Roger Scott ALLEN, Appellant.
C82-07-36518; CA A28862.
Court of Appeals of Oregon.
Argued and Submitted September 27, 1985. Decided November 14, 1985.Phillip M. Margolin, Portland, argued the cause and filed briefs for appellant. With him on the supplemental brief was N/A Roger Scott Allen pro se.
Thomas H. Denney, Asst. Atty. Gen., Salem, argued the cause for respondent. With him on brief were Dave Frohnmayer, Atty. Gen., and James E. Mountain, Jr., Sol. Gen., Salem.
Before BUTTLER, P.J., and WARREN and ROSSMAN, JJ.
BUTTLER, Presiding Judge.
Defendant appeals his convictions for escape in the first degree (Counts IV and V), kidnapping in the first degree (Counts VI and VII) and kidnapping in the second degree (Counts VIII through XI). We have considered all of his assignments of error, only one of which has merit.

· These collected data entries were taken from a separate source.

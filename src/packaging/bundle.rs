// SPDX-License-Identifier: MIT
// SPDX-FileCopyrightText: 2025 Jonathan D. A. Jewell <hyperpolymath>

//! Bundle collection
//!
//! Copies the built executable, its data files and extra binaries into a
//! self-contained `dist/<collect_name>/` directory, writes a manifest and
//! optionally a portable zip archive.

use chrono::{DateTime, Utc};
use glob::Pattern;
use serde::{Deserialize, Serialize};
use std::fs::{self, File};
use std::io;
use std::path::{Component, Path, PathBuf};
use std::process::Command;
use std::time::Duration;
use tracing::{debug, info, warn};
use walkdir::WalkDir;
use zip::write::SimpleFileOptions;
use zip::{CompressionMethod, ZipWriter};

use crate::indexer::hash_file;
use crate::{OrganizerError, Result};

/// File name of the manifest written into every bundle
pub const MANIFEST_NAME: &str = "bundle-manifest.json";

const CLEAN_RETRY_DELAY: Duration = Duration::from_secs(1);

/// An auxiliary file (or glob of files) and where it lands in the bundle
#[derive(Debug, Clone, PartialEq, Eq, Serialize, Deserialize)]
pub struct DataFile {
    pub source: String,
    /// Directory relative to the bundle root
    pub dest: String,
}

impl DataFile {
    pub fn new(source: impl Into<String>, dest: impl Into<String>) -> Self {
        Self {
            source: source.into(),
            dest: dest.into(),
        }
    }
}

/// Bundling descriptor
#[derive(Debug, Clone, Serialize, Deserialize)]
pub struct BundleSpec {
    /// Output executable name, without extension
    #[serde(default = "default_name")]
    pub name: String,

    /// The built executable to package
    #[serde(default = "default_entry")]
    pub entry: PathBuf,

    #[serde(default)]
    pub binaries: Vec<PathBuf>,

    #[serde(default = "default_datas")]
    pub datas: Vec<DataFile>,

    /// Paths relative to the bundle root that must exist after collection
    #[serde(default)]
    pub required: Vec<String>,

    /// Programs run with the bundle directory as their only argument
    #[serde(default)]
    pub hooks: Vec<PathBuf>,

    /// Glob patterns of files never collected
    #[serde(default = "default_excludes")]
    pub excludes: Vec<String>,

    #[serde(default)]
    pub debug: bool,

    #[serde(default)]
    pub console: bool,

    #[serde(default)]
    pub compress: bool,

    #[serde(default = "default_icon")]
    pub icon: Option<PathBuf>,

    #[serde(default = "default_name")]
    pub collect_name: String,
}

fn default_name() -> String {
    "AI File Organizer".to_string()
}

fn default_entry() -> PathBuf {
    PathBuf::from(format!("target/release/organizer{}", std::env::consts::EXE_SUFFIX))
}

fn default_datas() -> Vec<DataFile> {
    vec![
        DataFile::new("resources", "resources"),
        DataFile::new("app/ui/styles.qss", "app/ui"),
        DataFile::new("app/ui/styles_light.qss", "app/ui"),
    ]
}

fn default_excludes() -> Vec<String> {
    vec!["*.pyc".to_string(), "__pycache__".to_string(), ".DS_Store".to_string()]
}

fn default_icon() -> Option<PathBuf> {
    Some(PathBuf::from("resources/icon.ico"))
}

impl Default for BundleSpec {
    fn default() -> Self {
        Self {
            name: default_name(),
            entry: default_entry(),
            binaries: Vec::new(),
            datas: default_datas(),
            required: Vec::new(),
            hooks: Vec::new(),
            excludes: default_excludes(),
            debug: false,
            console: false,
            compress: false,
            icon: default_icon(),
            collect_name: default_name(),
        }
    }
}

With respect to the kidnapping in the first degree counts (VI and VII), the trial court instructed the jury that it could not consider the lesser included offense of kidnapping in the second degree unless it first found defendant not guilty of kidnapping in the first degree. The state concedes that that instruction was error. The question is whether we should reverse the judgment of conviction on those counts and remand for a new trial or whether we should, as the state suggests, modify the convictions on Counts VI and VII to kidnapping in the second degree and remand for resentencing on those counts.

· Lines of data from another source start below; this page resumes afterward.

impl FileIndex {
    /// Open or create the database
    pub fn open<P: AsRef<Path>>(path: P) -> Result<Self> {
        if let Some(parent) = path.as_ref().parent().filter(|p| !p.as_os_str().is_empty()) {
            std::fs::create_dir_all(parent)?;
        }
        let conn = Connection::open(path)?;
        let db = Self {
            conn: Arc::new(Mutex::new(conn)),
        };
        db.initialize()?;
        Ok(db)
    }

    /// Open an in-memory database (for testing)
    pub fn in_memory() -> Result<Self> {
        let conn = Connection::open_in_memory()?;
        let db = Self {
            conn: Arc::new(Mutex::new(conn)),
        };
        db.initialize()?;
        Ok(db)
    }

    fn lock_conn(&self) -> Result<std::sync::MutexGuard<'_, Connection>> {
        self.conn.lock().map_err(|_| OrganizerError::Index("Database lock poisoned".to_string()))
    }

    /// Initialize database schema
    fn initialize(&self) -> Result<()> {
        let conn = self.lock_conn()?;
        conn.execute_batch(r#"
            CREATE TABLE IF NOT EXISTS files (
                id INTEGER PRIMARY KEY AUTOINCREMENT,
                file_path TEXT NOT NULL UNIQUE,
                file_name TEXT NOT NULL,
                file_extension TEXT NOT NULL DEFAULT '',
                file_size INTEGER NOT NULL DEFAULT 0,
                category TEXT,
                label TEXT,
                tags TEXT DEFAULT '[]',
                caption TEXT,
                content_hash TEXT,
                ai_source TEXT,
                created_date TEXT,
                modified_date TEXT,
                last_indexed_at TEXT
            );

            CREATE INDEX IF NOT EXISTS idx_files_hash ON files(content_hash);
            CREATE INDEX IF NOT EXISTS idx_files_category ON files(category);
            CREATE INDEX IF NOT EXISTS idx_files_modified ON files(modified_date);
        "#)?;
        Ok(())
    }

    /// Insert or refresh a file by path, returning its id
    pub fn upsert_file(&self, file: &NewFile) -> Result<i64> {
        let conn = self.lock_conn()?;
        let tags_json = serde_json::to_string(&file.tags)?;
        let now = to_db_time(&Utc::now());

        conn.execute(
            r#"INSERT INTO files (file_path, file_name, file_extension, file_size, category, label,
                                  tags, caption, content_hash, ai_source, created_date, modified_date, last_indexed_at)
               VALUES (?1, ?2, ?3, ?4, ?5, ?6, ?7, ?8, ?9, ?10, ?11, ?12, ?13)
               ON CONFLICT(file_path) DO UPDATE SET
                   file_name = excluded.file_name,
                   file_extension = excluded.file_extension,
                   file_size = excluded.file_size,
                   category = excluded.category,
                   label = COALESCE(excluded.label, files.label),
                   tags = excluded.tags,
                   caption = COALESCE(excluded.caption, files.caption),
                   content_hash = excluded.content_hash,
                   ai_source = COALESCE(excluded.ai_source, files.ai_source),
                   created_date = excluded.created_date,
                   modified_date = excluded.modified_date,
                   last_indexed_at = excluded.last_indexed_at"#,
            params![
                file.file_path,
                file.file_name,
                file.file_extension,
                file.file_size as i64,
                file.category,
                file.label,
                tags_json,
                file.caption,
                file.content_hash,
                file.ai_source,
                file.created_date.as_ref().map(to_db_time),
                file.modified_date.as_ref().map(to_db_time),
                now,
            ],
        )?;

        let id = conn.query_row(
            "SELECT id FROM files WHERE file_path = ?1",
            params![file.file_path],
            |row| row.get(0),
        )?;
        Ok(id)
    }

    pub fn get_file(&self, id: i64) -> Result<Option<FileRecord>> {
        let conn = self.lock_conn()?;
        let sql = format!("SELECT {} FROM files WHERE id = ?1", COLUMNS);
        Ok(conn.query_row(&sql, params![id], record_from_row).optional()?)
    }

    pub fn get_file_by_path(&self, path: &str) -> Result<Option<FileRecord>> {
        let conn = self.lock_conn()?;
        let sql = format!("SELECT {} FROM files WHERE file_path = ?1", COLUMNS);
        Ok(conn.query_row(&sql, params![path], record_from_row).optional()?)
    }

    /// Point a record at its new location after a move
    pub fn update_file_path(&self, id: i64, new_path: &Path) -> Result<bool> {
        let conn = self.lock_conn()?;
        let name = new_path
            .file_name()
            .map(|n| n.to_string_lossy().to_string())
            .unwrap_or_default();
        let changed = conn.execute(
            "UPDATE files SET file_path = ?1, file_name = ?2 WHERE id = ?3",
            params![new_path.to_string_lossy(), name, id],
        )?;
        Ok(changed > 0)
    }

    /// Remove records by id; files on disk are untouched
    pub fn remove_from_index(&self, ids: &[i64]) -> Result<RemoveStats> {
        let mut stats = RemoveStats::default();
        if ids.is_empty() {
            return Ok(stats);
        }

        let mut conn = self.lock_conn()?;
        let tx = conn.transaction()?;
        for id in ids {
            match tx.execute("DELETE FROM files WHERE id = ?1", params![id]) {
                Ok(1) => stats.removed += 1,
                Ok(_) => stats.errors += 1,
                Err(e) => {
                    error!("Error removing file ID {}: {}", id, e);
                    stats.errors += 1;
                }
            }
        }
        tx.commit()?;
        info!("Removed {} files from index", stats.removed);
        Ok(stats)
    }

    /// Append tags to many files, without duplicates
    pub fn batch_add_tags(&self, ids: &[i64], new_tags: &[String]) -> Result<TagStats> {
        let mut stats = TagStats::default();
        if ids.is_empty() || new_tags.is_empty() {
            return Ok(stats);
        }

        let mut conn = self.lock_conn()?;
        let tx = conn.transaction()?;
        for id in ids {
            let current: Option<Option<String>> = tx
                .query_row("SELECT tags FROM files WHERE id = ?1", params![id], |row| row.get(0))
                .optional()?;

            let Some(current) = current else {
                stats.errors += 1;
                continue;
            };

            let mut merged = current.as_deref().map(parse_tags_value).unwrap_or_default();
            let mut seen: BTreeSet<String> = merged.iter().cloned().collect();
            for tag in new_tags {
                let tag = tag.trim();
                if !tag.is_empty() && seen.insert(tag.to_string()) {
                    merged.push(tag.to_string());
                }
            }

            tx.execute(
                "UPDATE files SET tags = ?1 WHERE id = ?2",
                params![serde_json::to_string(&merged)?, id],
            )?;
            stats.updated += 1;
        }
        tx.commit()?;
        info!("Added tags to {} files", stats.updated);
        Ok(stats)
    }

    pub fn get_file_paths(&self, ids: &[i64]) -> Result<Vec<String>> {
        if ids.is_empty() {
            return Ok(Vec::new());
        }
        let conn = self.lock_conn()?;
        let placeholders = vec!["?"; ids.len()].join(",");
        let sql = format!("SELECT file_path FROM files WHERE id IN ({}) ORDER BY id", placeholders);
        let mut stmt = conn.prepare(&sql)?;
        let paths = stmt
            .query_map(params_from_iter(ids.iter()), |row| row.get(0))?
            .collect::<rusqlite::Result<Vec<String>>>()?;
        Ok(paths)
    }

    /// Search by free text, date range and extension filters
    pub fn search(&self, query: &ParsedQuery, limit: usize) -> Result<Vec<FileRecord>> {
        let mut clauses: Vec<String> = Vec::new();
        let mut args: Vec<String> = Vec::new();

        for word in query.clean_query.split_whitespace() {
            clauses.push(
                "(file_name LIKE ? ESCAPE '\\' OR file_path LIKE ? ESCAPE '\\' \
                 OR IFNULL(label,'') LIKE ? ESCAPE '\\' OR IFNULL(caption,'') LIKE ? ESCAPE '\\' \
                 OR IFNULL(tags,'') LIKE ? ESCAPE '\\')"
                    .to_string(),
            );
            let pattern = format!("%{}%", escape_like(word));
            args.extend(std::iter::repeat(pattern).take(5));
        }

        if let Some((start, end)) = &query.date_range {
            clauses.push("modified_date >= ? AND modified_date < ?".to_string());
            args.push(to_db_time(start));
            args.push(to_db_time(end));
        }

        if let Some(exts) = query.extensions.as_ref().filter(|e| !e.is_empty()) {
            clauses.push(format!("file_extension IN ({})", vec!["?"; exts.len()].join(",")));
            args.extend(exts.iter().cloned());
        }

        let where_sql = if clauses.is_empty() {
            String::new()
        } else {
            format!("WHERE {}", clauses.join(" AND "))
        };
        let sql = format!(
            "SELECT {} FROM files {} ORDER BY modified_date DESC, id DESC LIMIT {}",
            COLUMNS, where_sql, limit
        );

        let conn = self.lock_conn()?;
        let mut stmt = conn.prepare(&sql)?;
        let files = stmt
            .query_map(params_from_iter(args.iter()), record_from_row)?
            .collect::<rusqlite::Result<Vec<_>>>()?;
        Ok(files)
    }

    pub fn recent(&self, limit: usize) -> Result<Vec<FileRecord>> {
        let conn = self.lock_conn()?;
        let sql = format!(
            "SELECT {} FROM files ORDER BY last_indexed_at DESC, id DESC LIMIT ?1",
            COLUMNS
        );
        let mut stmt = conn.prepare(&sql)?;
        let files = stmt
            .query_map(params![limit as i64], record_from_row)?
            .collect::<rusqlite::Result<Vec<_>>>()?;
        Ok(files)
    }

    pub fn get_category_stats(&self) -> Result<Vec<(String, i64)>> {
        let conn = self.lock_conn()?;
        let mut stmt = conn.prepare(
            r#"SELECT COALESCE(category, 'Uncategorized') AS cat, COUNT(*) AS cnt
               FROM files GROUP BY cat ORDER BY cnt DESC, cat"#
        )?;
        let stats = stmt.query_map([], |row| {
            Ok((row.get::<_, String>(0)?, row.get::<_, i64>(1)?))
        })?.collect::<rusqlite::Result<Vec<_>>>()?;
        Ok(stats)
    }

    /// Get database statistics
    pub fn get_stats(&self) -> Result<IndexStats> {
        let conn = self.lock_conn()?;
        let file_count: i64 = conn.query_row("SELECT COUNT(*) FROM files", [], |row| row.get(0))?;
        let category_count: i64 = conn.query_row(
            "SELECT COUNT(DISTINCT category) FROM files WHERE category IS NOT NULL",
            [],
            |row| row.get(0),
        )?;
        let total_bytes: i64 =
            conn.query_row("SELECT COALESCE(SUM(file_size), 0) FROM files", [], |row| row.get(0))?;
        Ok(IndexStats { file_count, category_count, total_bytes })
    }

    /// Vacuum database
    pub fn vacuum(&self) -> Result<()> {
        let conn = self.lock_conn()?;
        conn.execute("VACUUM", [])?;
        Ok(())
    }
}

In the past, when such an offending instruction has been given, we have sometimes reversed and remanded for a new trial. State v. Ogden, 35 Or. App. 91, 580 P.2d 1049 (1978); State v. Martin, 64 Or. App. 469, 668 P.2d 479 (1983); State v. Bird, 59 Or. App. 74, 650 P.2d 949, rev. den. 294 Or. 78, 653 P.2d 999 (1982). Given that the instruction was error, it would not have been prejudicial error if defendant had been convicted of the lesser included offense. As defendant points out, the evil of the instruction is that the jury may have been inhibited from considering the lesser included offense by virtue of the instruction. It would follow, therefore, that, if the instruction had not been given, he might have been convicted of the lesser included offense rather than the greater offense as charged. That is the most that defendant could hope for. Under the circumstances, we perceive no reason why the judgments of conviction should not be modified to convictions on the lesser included *1202 charge. See State v. Greenlaw, 50 Or. App. 97, 622 P.2d 325 (1981).

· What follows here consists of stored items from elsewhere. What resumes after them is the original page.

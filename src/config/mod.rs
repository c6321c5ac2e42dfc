// SPDX-License-Identifier: MIT
// SPDX-FileCopyrightText: 2025 Jonathan D. A. Jewell <hyperpolymath>

//! Configuration management for the organizer

use chrono::{DateTime, Utc};
use serde::{Deserialize, Serialize};
use std::collections::BTreeMap;
use std::path::{Path, PathBuf};

use crate::packaging::{BundleSpec, InstallerConfig};

/// Directory name used under the platform config directory
pub const APP_DIR_NAME: &str = "ai-file-organizer";

/// Environment variable consulted when no API key is configured
pub const OPENAI_KEY_ENV: &str = "OPENAI_API_KEY";

/// Main application configuration
#[derive(Debug, Deserialize, Serialize, Clone, Default)]
pub struct AppConfig {
    /// AI provider configuration
    #[serde(default)]
    pub ai: AiConfig,

    /// Extension overrides for the rule-based categorizer
    #[serde(default)]
    pub categories: CategoryConfig,

    /// Auto-organize watcher settings
    #[serde(default)]
    pub watcher: WatcherConfig,

    /// File index settings
    #[serde(default)]
    pub database: DatabaseConfig,

    /// Move journal settings
    #[serde(default)]
    pub history: HistoryConfig,

    /// Update check settings
    #[serde(default)]
    pub update: UpdateConfig,

    /// Bundle and installer descriptors
    #[serde(default)]
    pub packaging: PackagingConfig,
}

/// Which backend answers planning and categorization prompts
#[derive(Debug, Deserialize, Serialize, Clone, Copy, PartialEq, Eq, Default)]
#[serde(rename_all = "lowercase")]
pub enum AiProvider {
    #[default]
    OpenAi,
    /// Ollama running on this machine
    Local,
    None,
}

impl std::str::FromStr for AiProvider {
    type Err = crate::OrganizerError;

    fn from_str(s: &str) -> crate::Result<Self> {
        match s.to_ascii_lowercase().as_str() {
            "openai" => Ok(Self::OpenAi),
            "local" | "ollama" => Ok(Self::Local),
            "none" => Ok(Self::None),
            other => Err(crate::OrganizerError::Config(format!(
                "Unknown AI provider '{}' (expected openai, local or none)",
                other
            ))),
        }
    }
}

#[derive(Debug, Deserialize, Serialize, Clone)]
pub struct AiConfig {
    #[serde(default)]
    pub provider: AiProvider,
    #[serde(default = "default_openai_model")]
    pub openai_model: String,
    #[serde(default, skip_serializing_if = "Option::is_none")]
    pub openai_api_key: Option<String>,
    #[serde(default = "default_openai_url")]
    pub openai_url: String,
    #[serde(default = "default_ollama_url")]
    pub ollama_url: String,
    /// Handles both text and vision prompts
    #[serde(default = "default_local_model")]
    pub local_model: String,
    #[serde(default = "default_timeout")]
    pub timeout_secs: u64,
    #[serde(default = "default_retries")]
    pub retries: u32,
    /// Sampling temperature for OpenAI requests
    #[serde(default = "default_temperature")]
    pub temperature: f32,
    /// Reply token cap for OpenAI requests
    #[serde(default = "default_max_tokens")]
    pub max_tokens: u32,
    /// Label images through the local vision model while indexing
    #[serde(default)]
    pub vision: bool,
}

#[derive(Debug, Deserialize, Serialize, Clone, Default)]
pub struct CategoryConfig {
    /// Extension (with leading dot) to category folder
    #[serde(default)]
    pub custom: BTreeMap<String, String>,
}

#[derive(Debug, Deserialize, Serialize, Clone, PartialEq, Eq)]
pub struct WatchedFolder {
    pub path: PathBuf,
    #[serde(default)]
    pub instruction: String,
}

#[derive(Debug, Deserialize, Serialize, Clone)]
pub struct WatcherConfig {
    #[serde(default)]
    pub folders: Vec<WatchedFolder>,
    /// Used for folders that have no instruction of their own
    #[serde(default)]
    pub instruction: String,
    #[serde(default = "default_true")]
    pub auto_start: bool,
    #[serde(default, skip_serializing_if = "Option::is_none")]
    pub last_active: Option<DateTime<Utc>>,
    #[serde(default = "default_poll_interval")]
    pub poll_interval_ms: u64,
    #[serde(default = "default_debounce")]
    pub debounce_ms: u64,
}

#[derive(Debug, Deserialize, Serialize, Clone)]
pub struct DatabaseConfig {
    #[serde(default = "default_db_path")]
    pub path: PathBuf,
}

#[derive(Debug, Deserialize, Serialize, Clone)]
pub struct HistoryConfig {
    #[serde(default = "default_history_path")]
    pub path: PathBuf,
}

#[derive(Debug, Deserialize, Serialize, Clone)]
pub struct UpdateConfig {
    #[serde(default = "default_update_url")]
    pub check_url: String,
    #[serde(default = "default_download_url")]
    pub download_url: String,
    #[serde(default = "default_true")]
    pub check_on_start: bool,
}

#[derive(Debug, Deserialize, Serialize, Clone, Default)]
pub struct PackagingConfig {
    #[serde(default)]
    pub bundle: BundleSpec,
    #[serde(default)]
    pub installer: InstallerConfig,
}

// Default value functions
fn default_openai_model() -> String { "gpt-4o-mini".to_string() }
fn default_openai_url() -> String { "https://api.openai.com/v1".to_string() }
fn default_ollama_url() -> String { "http://localhost:11434".to_string() }
fn default_local_model() -> String { "qwen2.5vl:3b".to_string() }
fn default_timeout() -> u64 { 180 }
fn default_retries() -> u32 { 2 }
fn default_temperature() -> f32 { 0.1 }
fn default_max_tokens() -> u32 { 4000 }
fn default_true() -> bool { true }
fn default_poll_interval() -> u64 { 2000 }
fn default_debounce() -> u64 { 3000 }
fn default_db_path() -> PathBuf { app_data_dir().join("index.db") }
fn default_history_path() -> PathBuf { app_data_dir().join("moves").join("moves.jsonl") }
fn default_update_url() -> String {
    "https://raw.githubusercontent.com/Itsme23476/App-interface/main/version.json".to_string()
}
fn default_download_url() -> String {
    "https://github.com/Itsme23476/App-interface/releases/latest".to_string()
}

/// Per-user application directory (`%APPDATA%` on Windows, `~/.config` elsewhere)
pub fn app_data_dir() -> PathBuf {
    dirs::config_dir()
        .unwrap_or_else(|| PathBuf::from("."))
        .join(APP_DIR_NAME)
}

/// Default location of the configuration file
pub fn default_config_path() -> PathBuf {
    app_data_dir().join("config.json")
}

impl Default for AiConfig {
    fn default() -> Self {
        Self {
            provider: AiProvider::default(),
            openai_model: default_openai_model(),
            openai_api_key: None,
            openai_url: default_openai_url(),
            ollama_url: default_ollama_url(),
            local_model: default_local_model(),
            timeout_secs: default_timeout(),
            retries: default_retries(),
            temperature: default_temperature(),
            max_tokens: default_max_tokens(),
            vision: false,
        }
    }
}

impl AiConfig {
    /// Configured key, falling back to `OPENAI_API_KEY`
    pub fn api_key(&self) -> Option<String> {
        self.openai_api_key
            .clone()
            .filter(|k| !k.trim().is_empty())
            .or_else(|| std::env::var(OPENAI_KEY_ENV).ok())
            .map(|k| k.trim().to_string())
            .filter(|k| !k.is_empty())
    }
}

impl Default for WatcherConfig {
    fn default() -> Self {
        Self {
            folders: Vec::new(),
            instruction: String::new(),
            auto_start: true,
            last_active: None,
            poll_interval_ms: default_poll_interval(),
            debounce_ms: default_debounce(),
        }
    }
}

impl WatcherConfig {
    /// True when any folder (or the global fallback) has an instruction
    pub fn has_instructions(&self) -> bool {
        !self.instruction.trim().is_empty()
            || self.folders.iter().any(|f| !f.instruction.trim().is_empty())
    }
}

impl Default for DatabaseConfig {
    fn default() -> Self {
        Self { path: default_db_path() }
    }
}

impl Default for HistoryConfig {
    fn default() -> Self {
        Self { path: default_history_path() }
    }
}

impl Default for UpdateConfig {
    fn default() -> Self {
        Self {
            check_url: default_update_url(),
            download_url: default_download_url(),
            check_on_start: true,
        }
    }
}

impl AppConfig {
    /// Load configuration from a JSON file
    pub fn load(path: &Path) -> crate::Result<Self> {
        if path.exists() {
            let content = std::fs::read_to_string(path)?;
            let config: Self = serde_json::from_str(&content)
                .map_err(|e| crate::OrganizerError::Config(format!("Failed to parse config: {}", e)))?;
            Ok(config)
        } else {
            tracing::info!("Config file not found at {:?}, using defaults", path);
            Ok(Self::default())
        }
    }

    /// Save configuration to a JSON file
    pub fn save(&self, path: &Path) -> crate::Result<()> {
        if let Some(parent) = path.parent().filter(|p| !p.as_os_str().is_empty()) {
            std::fs::create_dir_all(parent)?;
        }
        let content = serde_json::to_string_pretty(self)?;
        std::fs::write(path, content)?;
        Ok(())
    }

    /// Check values that serde cannot
    pub fn validate(&self) -> crate::Result<()> {
        if self.watcher.poll_interval_ms == 0 {
            return Err(crate::OrganizerError::Config(
                "watcher.poll_interval_ms must be greater than zero".to_string(),
            ));
        }
        for url in [&self.ai.ollama_url, &self.ai.openai_url] {
            if !(url.starts_with("http://") || url.starts_with("https://")) {
                return Err(crate::OrganizerError::Config(format!("Invalid URL: {}", url)));
            }
        }
        if self.ai.provider == AiProvider::OpenAi && self.ai.api_key().is_none() {
            tracing::warn!("AI provider is openai but no API key is set ({})", OPENAI_KEY_ENV);
        }
        self.packaging.bundle.validate()?;
        Ok(())
    }

    /// Instruction for a watched folder, falling back to the global one
    pub fn instruction_for(&self, folder: &Path) -> Option<String> {
        self.watcher
            .folders
            .iter()
            .find(|f| f.path == folder)
            .map(|f| f.instruction.trim())
            .filter(|i| !i.is_empty())
            .or_else(|| Some(self.watcher.instruction.trim()).filter(|i| !i.is_empty()))
            .map(String::from)
    }
}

Judgments of conviction on Counts VI and VII modified to convictions for kidnapping in the second degree; case remanded for resentencing on those counts;[1] otherwise affirmed.
NOTES
[1] Defendant, who represented himself for the most part in the trial court, has filed a pro se supplemental brief assigning error to the trial court's ordering him to pay $15,000 to cover the costs of fees for the attorney who assisted him during trial, payable at the rate of $200 per month upon defendant's release from custody, without determining whether he would be able to make those payments after his release. That question was not raised in the trial court, and we do not consider it.